Indonesia sebagai salah satu negara dengan penduduk penganut Agama Islam terbesar di dunia, banyak kebutuhan dengan konsep halal. Termasuk dalam proses transaksi keuangan untuk berbagai keperluan. Jasa fintech yang sedang marak instrumennya saat ini, karena lebih praktis dan mudah diaplikasikan prosesnya, maka fintech syariah pun bisa digunakan oleh umat Islam yang menekankan gaya hidup halal.
Perbedaan mendasar antara fintech syariah dengan fintech konvensional terletak pada proses akad antara pemilik usaha dan investor yang lebih jelas dan terdapat Dewan Pengawas Syariah yang terekomendasi dari Dewan Syariah Nasional.
Fintech syariah tidak boleh melibatkan akad atau produk yang mengandung unsur-unsur yang dilarang dalam Agama Islam. Misalnya riba, maisir, ghahar dan zolim.
Beberapa akad yang lazim digunakan dalam fintech syariah adalah:
Mudharabah, akad antara pemilik usaha dan pemilik modal dimana keuntungan dibagi secara adil namun jika terdapat kerugian maka pemilik modal yang bertanggung jawab
Musyarakah, akad antara satu orang dengan dua orang atau lebih dimana keuntungan dibagi rata
Produk dalam fintech syariah bisa berupa pinjaman murni, jual beli dan sewa menyewa.

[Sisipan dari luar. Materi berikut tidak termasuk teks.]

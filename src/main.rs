type Result<T> = color_eyre::eyre::Result<T>;

mod cli;
mod error;
mod signals;
mod supervisor;

use clap::Parser;
use tracing::{error, info};
use tracing_subscriber::{fmt, prelude::*, EnvFilter};

use cli::Cli;
use supervisor::Supervisor;

fn main() -> Result<()> {
    // Initialize error handling and logging
    color_eyre::install()?;

    tracing_subscriber::registry()
        .with(fmt::layer())
        .with(EnvFilter::from_default_env())
        .init();

    let cli = Cli::parse();
    let config = cli.into_config()?;

    info!(
        "fixinit starting, fixture: {} {:?}",
        config.command.display(),
        config.args
    );

    match Supervisor::new(config).run() {
        Ok(status) => {
            info!("fixture torn down cleanly: {}", status);
            Ok(())
        }
        Err(e) => {
            // The signal mask has already been restored by this point; the
            // report on stderr names the failing step, exit code is non-zero.
            error!("supervision failed: {}", e);
            Err(e.into())
        }
    }
}
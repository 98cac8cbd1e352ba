use nix::sys::signal::{pthread_sigmask, SigSet, SigmaskHow, Signal};
use tracing::{debug, warn};

use crate::error::{Result, SuperviseError};

/// Scoped SIGCHLD block for the supervision window.
///
/// SIGCHLD is blocked before the fixture is forked so that a child-exit
/// notification arriving between fork and waitpid becomes pending instead of
/// being dropped. The pre-block mask is captured here and reinstated either
/// explicitly via [`restore`](SignalGuard::restore) (happy path, after reap)
/// or by `Drop` when an error abandons the sequence, so no exit path leaves
/// the process with SIGCHLD blocked.
///
/// `pthread_sigmask` affects only the calling thread, which is the one
/// thread the supervision sequence runs on.
#[derive(Debug)]
pub struct SignalGuard {
    saved: SigSet,
    restored: bool,
}

impl SignalGuard {
    /// Blocks SIGCHLD and captures the previously active mask.
    pub fn block_sigchld() -> Result<Self> {
        let mut block = SigSet::empty();
        block.add(Signal::SIGCHLD);

        let mut saved = SigSet::empty();
        pthread_sigmask(SigmaskHow::SIG_BLOCK, Some(&block), Some(&mut saved))
            .map_err(SuperviseError::SignalMask)?;

        debug!("blocked SIGCHLD for supervision window");
        Ok(Self {
            saved,
            restored: false,
        })
    }

    /// The mask that was active before SIGCHLD was blocked. Passed into the
    /// fixture child so it execs with the caller's original disposition, not
    /// the supervisor's blocked one.
    pub fn saved_mask(&self) -> SigSet {
        self.saved
    }

    /// Reinstates the saved mask, consuming the guard. Preferred over the
    /// `Drop` path where the result can still be reported.
    pub fn restore(mut self) -> Result<()> {
        self.restored = true;
        pthread_sigmask(SigmaskHow::SIG_SETMASK, Some(&self.saved), None)
            .map_err(SuperviseError::SignalMask)?;
        debug!("restored pre-supervision signal mask");
        Ok(())
    }
}

impl Drop for SignalGuard {
    fn drop(&mut self) {
        if !self.restored {
            if let Err(e) = pthread_sigmask(SigmaskHow::SIG_SETMASK, Some(&self.saved), None) {
                warn!("failed to restore signal mask during cleanup: {}", e);
            }
        }
    }
}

Sebelum produk dijual ke pasar, diproses melalui rangkaian verifikasi di OJK dan platform dengan keterlibatan Dewan Pengawas Syariah Nasional.
Proses yang diverifikasi adalah mencakup proses bisnis, permodalan, model bisnis, penyaluran dan sumber dana harus memperoleh rekomendasi dari DPS. Lalu proses di OJK melalui Direktorat Industri Keuangan Non-Bank (IKNB) Syariah. Meminta rekomendasi atas kepastian bahwa produk tersebut benar-benar memenuhi syarat sesuai prinsip syariah.
Proses menuju usaha fintech syariah ada empat tahapan yang wajib dijalankan agar pengawasannya benar-benar ketat dan tidak keluar dari kaidah-kaidah Islam, proses tersebut adalah:
1. Terdaftar di OJK
2. Melengkapi dokumen syah perusahaan melalui Desk Review MUI
3. Presentasi di hadapan tim visitasi MUI
4. Apabila presentasi memenuhi standar maka perusahaan tersebut resmi mendapatkan rekomendasi dari Dewan Pengawas Syariah.
Dalam memperkuat kualitas dan kepercayaan serta marwah dari fintech syariah, maka sistem pengawasan pun sangat penting dalam operasionalnya. Fintech syariah diawasi oleh audit internal, audit eksternal seperti akuntan publik, lalu oleh Bank Indonesia atau OJK dan Dewan Pengawas Syariah Nasional MUI.
Hal ini untuk memastikan bahwa kegiatan usaha yang dilaksanakan oleh penyelenggara fintech syariah sesuai dengan prinsip-prinsip syariah.
Setelah mengetahui konsep dan prinsip dari fintech syariah ini, bertransaksi untuk berbagai kebutuhan menjadi leluasa dan menenangkan bukan? Bagi siapapun tentunya mempunyai pilihan dalam menentukan bentuk transaksi yang ingin dijalankan. Antara fintech konvensional atau fintech syariah dua-duanya dapat dijalankan sesuai prinsip yang diyakini. Terpenting lagi, gunakan manfaat fintech hanya untuk hal-hal yang bersifat produktif dan berorientasi pada kebutuhan. Jangan lupa, pilih yang terdaftar di institusi keuangan resmi seperti OJK, BI dan BAPPEBTI.